Where does the word "issued" show up in the data? Please find each such line and copy it.

Segment Open

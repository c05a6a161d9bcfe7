// SPDX-License-Identifier: BUSL-1.1
// Copyright (c) 2026 Alfred Jean LLC

//! Identifiers minted by the leader
//!
//! Three things get IDs on the write path: rules submitted without one,
//! events converted from sink payloads, and execution records. IDs are
//! generated before a command is submitted and travel inside it, so
//! followers and WAL replay never call an [`IdGen`].

use std::sync::atomic::{AtomicU64, Ordering};
use std::sync::Arc;

pub trait IdGen: Clone + Send + Sync + 'static {
    fn next(&self) -> String;
}

/// Hyphenated UUIDv4, the form rule IDs take in `/rules/{id}` paths
#[derive(Clone, Default)]
pub struct UuidIdGen;

impl IdGen for UuidIdGen {
    fn next(&self) -> String {
        uuid::Uuid::new_v4().hyphenated().to_string()
    }
}

/// Predictable `<prefix>-<n>` IDs for tests, e.g. `rule-1`, `rec-2`.
///
/// Clones share one counter, so a node and its executor handed clones of
/// the same generator never hand out the same ID twice.
#[derive(Clone)]
pub struct SequentialIdGen {
    prefix: String,
    issued: Arc<AtomicU64>,
}

impl SequentialIdGen {
    pub fn new(prefix: impl Into<String>) -> Self {
        Self {
            prefix: prefix.into(),
            issued: Arc::new(AtomicU64::new(0)),
        }
    }

    /// How many IDs this generator and its clones have handed out
    pub fn issued(&self) -> u64 {
        self.issued.load(Ordering::SeqCst)
    }
}

impl Default for SequentialIdGen {
    fn default() -> Self {
        Self::new("rule")
    }
}

impl IdGen for SequentialIdGen {
    fn next(&self) -> String {
        let n = self.issued.fetch_add(1, Ordering::SeqCst) + 1;
        format!("{}-{n}", self.prefix)
    }
}

#[cfg(test)]
#[path = "id_tests.rs"]
mod tests;
// SPDX-License-Identifier: BUSL-1.1
// Copyright (c) 2026 Alfred Jean LLC

//! Node configuration

use serde::{Deserialize, Serialize};
use std::path::{Path, PathBuf};
use std::time::Duration;
use thiserror::Error;

#[derive(Debug, Error)]
pub enum ConfigError {
    #[error("failed to read config {path}: {source}")]
    Read {
        path: PathBuf,
        source: std::io::Error,
    },
    #[error("failed to parse config: {0}")]
    Parse(#[from] toml::de::Error),
    #[error("invalid config: {0}")]
    Invalid(String),
}

/// Cluster-wide dwell parameters substituted into rules that leave them at zero
#[derive(Debug, Clone, Copy, PartialEq, Eq)]
pub struct DwellDefaults {
    pub dwell: u64,
    pub dwell_deadline: u64,
    pub max_dwell: u64,
}

impl Default for DwellDefaults {
    fn default() -> Self {
        Self {
            dwell: 3 * 60 * 1000,
            dwell_deadline: 150 * 1000,
            max_dwell: 6 * 60 * 1000,
        }
    }
}

#[derive(Debug, Clone, PartialEq, Serialize, Deserialize)]
#[serde(default, deny_unknown_fields)]
pub struct Config {
    pub node_id: String,
    pub data_dir: PathBuf,
    /// Defaults to `<data_dir>/cortexd.sock`
    pub socket_path: Option<PathBuf>,
    #[serde(with = "humantime_serde")]
    pub flush_interval: Duration,
    #[serde(with = "humantime_serde")]
    pub hook_timeout: Duration,
    /// Milliseconds
    pub dwell: u64,
    /// Milliseconds
    pub dwell_deadline: u64,
    /// Milliseconds
    pub max_dwell: u64,
    pub max_history: usize,
    pub queue_capacity: usize,
    /// Commands applied between automatic snapshots; 0 disables them
    pub snapshot_threshold: u64,
    /// Log payloads instead of posting them
    pub disable_post_hook: bool,
}

impl Default for Config {
    fn default() -> Self {
        let dwell = DwellDefaults::default();
        Self {
            node_id: String::new(),
            data_dir: PathBuf::from("/var/lib/cortex"),
            socket_path: None,
            flush_interval: Duration::from_secs(1),
            hook_timeout: Duration::from_secs(10),
            dwell: dwell.dwell,
            dwell_deadline: dwell.dwell_deadline,
            max_dwell: dwell.max_dwell,
            max_history: 1000,
            queue_capacity: 100,
            snapshot_threshold: 1000,
            disable_post_hook: false,
        }
    }
}

impl Config {
    pub fn load(path: &Path) -> Result<Self, ConfigError> {
        let content = std::fs::read_to_string(path).map_err(|source| ConfigError::Read {
            path: path.to_path_buf(),
            source,
        })?;
        let config = Self::parse(&content)?;
        tracing::debug!(path = %path.display(), node_id = %config.node_id, "loaded config");
        Ok(config)
    }

    /// Parse and validate TOML content
    pub fn parse(content: &str) -> Result<Self, ConfigError> {
        let config: Config = toml::from_str(content)?;
        config.validate()?;
        Ok(config)
    }

    pub fn validate(&self) -> Result<(), ConfigError> {
        let invalid = |msg: &str| Err(ConfigError::Invalid(msg.to_string()));
        if self.node_id.trim().is_empty() {
            return invalid("node_id must not be empty");
        }
        if self.flush_interval.is_zero() {
            return invalid("flush_interval must be positive");
        }
        if self.hook_timeout.is_zero() {
            return invalid("hook_timeout must be positive");
        }
        if self.dwell == 0 || self.dwell_deadline == 0 || self.max_dwell == 0 {
            return invalid("dwell, dwell_deadline and max_dwell must be positive");
        }
        if self.max_dwell < self.dwell {
            return invalid("max_dwell must not be shorter than dwell");
        }
        if self.max_history == 0 {
            return invalid("max_history must be positive");
        }
        if self.queue_capacity == 0 {
            return invalid("queue_capacity must be positive");
        }
        Ok(())
    }

    pub fn dwell_defaults(&self) -> DwellDefaults {
        DwellDefaults {
            dwell: self.dwell,
            dwell_deadline: self.dwell_deadline,
            max_dwell: self.max_dwell,
        }
    }

    pub fn socket_path(&self) -> PathBuf {
        self.socket_path
            .clone()
            .unwrap_or_else(|| self.data_dir.join("cortexd.sock"))
    }

    pub fn lock_path(&self) -> PathBuf {
        self.data_dir.join("cortexd.pid")
    }

    pub fn log_path(&self) -> PathBuf {
        self.data_dir.join("cortexd.log")
    }
}

#[cfg(test)]
#[path = "config_tests.rs"]
mod tests;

Segment Closed

__WRITTEN ANSWER__:
    issued: Arc<AtomicU64>,
            issued: Arc::new(AtomicU64::new(0)),
    pub fn issued(&self) -> u64 {
        self.issued.load(Ordering::SeqCst)
        let n = self.issued.fetch_add(1, Ordering::SeqCst) + 1;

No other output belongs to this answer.